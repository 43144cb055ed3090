pub mod commands;
pub mod config;
pub mod console;
pub mod events;
pub mod state;

use std::future::Future;

use tokio::sync::mpsc;
use tracing::{info, warn};
use tracing_subscriber::{fmt, EnvFilter};

use blob_net::{spawn_poller, HttpContext};
use blob_shared::constants::APP_NAME;
use blob_shared::SystemEvent;

use crate::commands::{dispatch, Flow, Intent};
use crate::config::ClientConfig;
use crate::state::Session;

/// Install the global tracing subscriber. Logs go to stderr so they never
/// interleave with the chat on stdout.
pub fn init_tracing() {
    let filter = EnvFilter::try_from_default_env()
        .unwrap_or_else(|_| EnvFilter::new("blob_client_lib=info,blob_net=info,warn"));

    fmt()
        .with_env_filter(filter)
        .with_writer(std::io::stderr)
        .with_target(true)
        .with_thread_ids(false)
        .with_file(false)
        .with_line_number(false)
        .init();
}

/// Run the client until `/quit`, end of input or Ctrl-C.
pub async fn run(config: ClientConfig) -> anyhow::Result<()> {
    info!(
        version = env!("CARGO_PKG_VERSION"),
        display_name = %config.display_name,
        poll_interval_ms = config.poll_interval.as_millis() as u64,
        "Starting {APP_NAME} chat client"
    );

    let http = HttpContext::new(&config.endpoint_config())?;

    let (sink_tx, sink_rx) = mpsc::channel(config.sink_capacity);
    let sink_task = tokio::spawn(console::run_console_sink(sink_rx));

    let mut session = Session::new(config.display_name.clone(), http, sink_tx.clone());

    for server in &config.servers {
        if let Err(e) = session
            .add_endpoint(&server.location, server.label.as_deref())
            .await
        {
            warn!(location = %server.location, error = %e, "Skipping configured server");
            session
                .notify(SystemEvent::error(format!("{} ({})", e, server.location)))
                .await;
        }
    }

    let poller = spawn_poller(session.registry(), sink_tx, config.poller_config());
    let mut input = console::spawn_stdin_reader();

    session
        .notify(SystemEvent::info(format!(
            "Hello {}, type /help for commands",
            session.display_name()
        )))
        .await;

    let interrupted = async {
        if let Err(e) = tokio::signal::ctrl_c().await {
            warn!(error = %e, "Cannot listen for Ctrl-C");
            std::future::pending::<()>().await;
        }
    };
    run_intent_loop(&mut session, &mut input, interrupted).await;

    poller.shutdown().await;
    // Last sender: dropping it lets the sink drain and finish.
    drop(session);
    sink_task.await?;

    info!("Bye");
    Ok(())
}

/// Dispatch input lines until `/quit`, end of input or `shutdown` resolves.
/// `shutdown` is polled across iterations, so a signal that arrives while a
/// command is running still ends the loop.
pub async fn run_intent_loop(
    session: &mut Session,
    input: &mut mpsc::Receiver<String>,
    shutdown: impl Future<Output = ()>,
) {
    tokio::pin!(shutdown);

    loop {
        tokio::select! {
            line = input.recv() => {
                let Some(line) = line else {
                    info!("Input closed");
                    break;
                };
                let Some(intent) = Intent::parse(&line) else {
                    continue;
                };
                if dispatch(session, intent).await == Flow::Quit {
                    break;
                }
            }
            _ = &mut shutdown => {
                info!("Interrupted");
                break;
            }
        }
    }
}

TASK STATEMENT: Only a number is needed here: the count of lines above that hold the string "Flow".

YOUR SOLUTION: 2